I'll quote from HANEL once again, Page 1007: "A slave could also be freed by running away. According to Deuteronomy, a runaway slave is not to be returned to his master. He should be sheltered if he wishes or allowed to go free, and he must not be taken advantage of. This provision is strikingly different from the laws of slavery in the surrounding nations, and is explained as due to Israel's own history as slaves. It would have the effect of turning slavery into a voluntary institution.


**The importance of Anti-Kidnap law & Anti-Return law**

These laws very explicitly outlaw chattel slavery. With the anti-kidnap law, one could not take anyone against their will, sell or possess them, nor could they be returned. LV25:44-46 is the main verse critics use to argue for chattel slavery, but given these two laws, it's reasonable to read that passage through the lens of indentured servitude.

6) Anti-Oppression law“When a stranger sojourns with you in your land, you shall not do him wrong. 34 You shall treat the stranger who sojourns with you as the native among you, and you shall love him as yourself, for you were strangers in the land of Egypt: I am the Lord your God. [Leviticus 19:33-34]

You shall not oppress a sojourner. You know the heart of a sojourner, for you were sojourners in the land of Egypt [Exodus 23:9]

The fact is Israel was not free to treat foreigners wrongly or oppress them; and were, in fact to, commanded to love them. 

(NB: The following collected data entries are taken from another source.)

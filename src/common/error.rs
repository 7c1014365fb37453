// Error handling types for the API

use axum::{
    extract::rejection::JsonRejection,
    http::StatusCode,
    response::IntoResponse,
    Json,
};
use serde::Serialize;
use tracing::error;

use super::validation::ValidationResult;

/// API error types
///
/// There is deliberately no "forbidden" variant: an entry owned by another
/// user is reported exactly like a missing one.
#[derive(Debug, thiserror::Error)]
pub enum ApiError {
    #[error("Unauthenticated: {0}")]
    Unauthenticated(String),

    #[error("Not Found: {0}")]
    NotFound(String),

    #[error("Validation Error: {0}")]
    ValidationError(String),

    #[error("Internal Server Error: {0}")]
    InternalServer(String),

    #[error("Database Error: {0}")]
    DatabaseError(#[from] sqlx::Error),
}

/// JSON error response structure
#[derive(Serialize)]
pub struct ErrorResponse {
    pub error: String,
    pub code: String,
}

impl IntoResponse for ApiError {
    fn into_response(self) -> axum::response::Response {
        let (status, error_message, code) = match self {
            ApiError::Unauthenticated(msg) => (StatusCode::BAD_REQUEST, msg, "UNAUTHENTICATED"),
            ApiError::NotFound(msg) => (StatusCode::NOT_FOUND, msg, "NOT_FOUND"),
            ApiError::ValidationError(msg) => (StatusCode::BAD_REQUEST, msg, "VALIDATION_ERROR"),
            ApiError::InternalServer(msg) => {
                error!(error = %msg, "Internal server error");
                (
                    StatusCode::INTERNAL_SERVER_ERROR,
                    "Internal server error".to_string(),
                    "INTERNAL_SERVER_ERROR",
                )
            }
            ApiError::DatabaseError(e) => {
                error!(error = %e, "Database error occurred");
                (
                    StatusCode::INTERNAL_SERVER_ERROR,
                    "Database operation failed".to_string(),
                    "DATABASE_ERROR",
                )
            }
        };

        let error_response = ErrorResponse {
            error: error_message,
            code: code.to_string(),
        };

        (status, Json(error_response)).into_response()
    }
}

impl From<ValidationResult> for ApiError {
    fn from(result: ValidationResult) -> Self {
        if result.is_valid {
            ApiError::InternalServer(
                "Validation result was valid but converted to error".to_string(),
            )
        } else {
            let error_messages: Vec<String> = result
                .errors
                .iter()
                .map(|e| format!("{}: {}", e.field, e.message))
                .collect();
            ApiError::ValidationError(error_messages.join(", "))
        }
    }
}

/// Malformed or mistyped JSON bodies surface as validation errors (400)
/// instead of axum's default 415/422 plain-text rejections.
impl From<JsonRejection> for ApiError {
    fn from(rejection: JsonRejection) -> Self {
        ApiError::ValidationError(rejection.body_text())
    }
}
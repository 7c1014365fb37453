// Application state shared across all modules

use sqlx::SqlitePool;
use std::sync::Arc;

use super::config::{AppConfig, SessionConfig};

/// Store handle and configuration, injected into handlers as an `Extension`
#[derive(Clone)]
pub struct AppState {
    pub db: SqlitePool,
    pub config: Arc<AppConfig>,
}

impl AppState {
    pub fn new(db: SqlitePool, config: AppConfig) -> Self {
        Self {
            db,
            config: Arc::new(config),
        }
    }

    pub fn session(&self) -> &SessionConfig {
        &self.config.session
    }
}
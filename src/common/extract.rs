// Request body extractor with API-shaped rejections

use axum::extract::FromRequest;

use super::ApiError;

/// `axum::Json` whose rejection is an [`ApiError::ValidationError`]
#[derive(Debug, FromRequest)]
#[from_request(via(axum::Json), rejection(ApiError))]
pub struct JsonBody<T>(pub T);
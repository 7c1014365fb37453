// src/common/id_generator.rs
//! Identifier and session token generation
//!
//! Every row id and session token is a random (v4) UUID rendered in its
//! hyphenated lowercase form. Path parameters are checked with
//! [`parse_entity_id`] before they reach the database.

use uuid::Uuid;

use super::ApiError;

/// Generate a new user ID
pub fn generate_user_id() -> String {
    Uuid::new_v4().to_string()
}

/// Generate a new meal or diet entry ID
pub fn generate_entry_id() -> String {
    Uuid::new_v4().to_string()
}

/// Generate a fresh, unguessable session token (122 random bits)
pub fn generate_session_token() -> String {
    Uuid::new_v4().to_string()
}

/// Validate an id taken from a request path.
///
/// Returns the canonical hyphenated form so lookups match stored ids even
/// when the client sent uppercase or braced variants.
pub fn parse_entity_id(raw: &str) -> Result<String, ApiError> {
    Uuid::parse_str(raw.trim())
        .map(|id| id.to_string())
        .map_err(|_| ApiError::ValidationError("id: Invalid uuid".to_string()))
}
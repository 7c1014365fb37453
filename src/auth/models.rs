//! User and session data models

use chrono::{DateTime, Utc};
use serde::{Deserialize, Serialize};
use sqlx::FromRow;

use crate::common::helpers::parse_stored_timestamp;
use crate::common::ApiError;

/// User database row (the session token column is never selected)
#[derive(FromRow, Debug, Clone)]
pub struct UserRow {
    pub id: String,
    pub name: String,
    pub nickname: String,
    pub email: String,
    pub birth: String,
    pub created_at: String,
}

/// User as returned by the API, dates reified and session token withheld
#[derive(Serialize, Deserialize, Debug, Clone, PartialEq)]
pub struct User {
    pub id: String,
    pub name: String,
    pub nickname: String,
    pub email: String,
    pub birth: DateTime<Utc>,
    pub created_at: DateTime<Utc>,
}

impl TryFrom<UserRow> for User {
    type Error = ApiError;

    fn try_from(row: UserRow) -> Result<Self, Self::Error> {
        Ok(User {
            birth: parse_stored_timestamp("birth", &row.birth)?,
            created_at: parse_stored_timestamp("created_at", &row.created_at)?,
            id: row.id,
            name: row.name,
            nickname: row.nickname,
            email: row.email,
        })
    }
}

/// POST /users body
#[derive(Deserialize, Debug)]
pub struct CreateUserRequest {
    pub name: String,
    pub nickname: String,
    pub email: String,
    pub birth: String,
}

/// Result of a successful signup
#[derive(Debug)]
pub struct Signup {
    pub user_id: String,
    pub session_token: String,
}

In two most remarkable texts, Leviticus 19:34 and Deuteronomy 10:19, Yahweh charges all Israelites to love ('aheb) aliens (gerim) who reside in their midst, that is, the foreign members of their households, like they do themselves and to treat these outsiders with the same respect they show their ethnic countrymen. Like Exodus 22:20 (Eng. 21), in both texts Israel's memory of her own experience as slaves in Egypt should have provided motivation for compassionate treatment of her slaves. But Deuteronomy 10:18 adds that the Israelites were to look to Yahweh himself as the paradigm for treating the economically and socially vulnerable persons in their communities." [Marriage and Family in the Biblical World. Campbell, Ken  (ed).  InterVarsity Press: 60]

7) The word buy - the word buy - The word transmitted “buy” refers to any financial transaction related to a contract such as in modern sports terminology a player can be described as being bought or sold the players are not actually the property of the team that has them except in regards to the exclusive right to their employment as players of that team - [Stuart, Douglas K. Exodus: (The New American Commentary)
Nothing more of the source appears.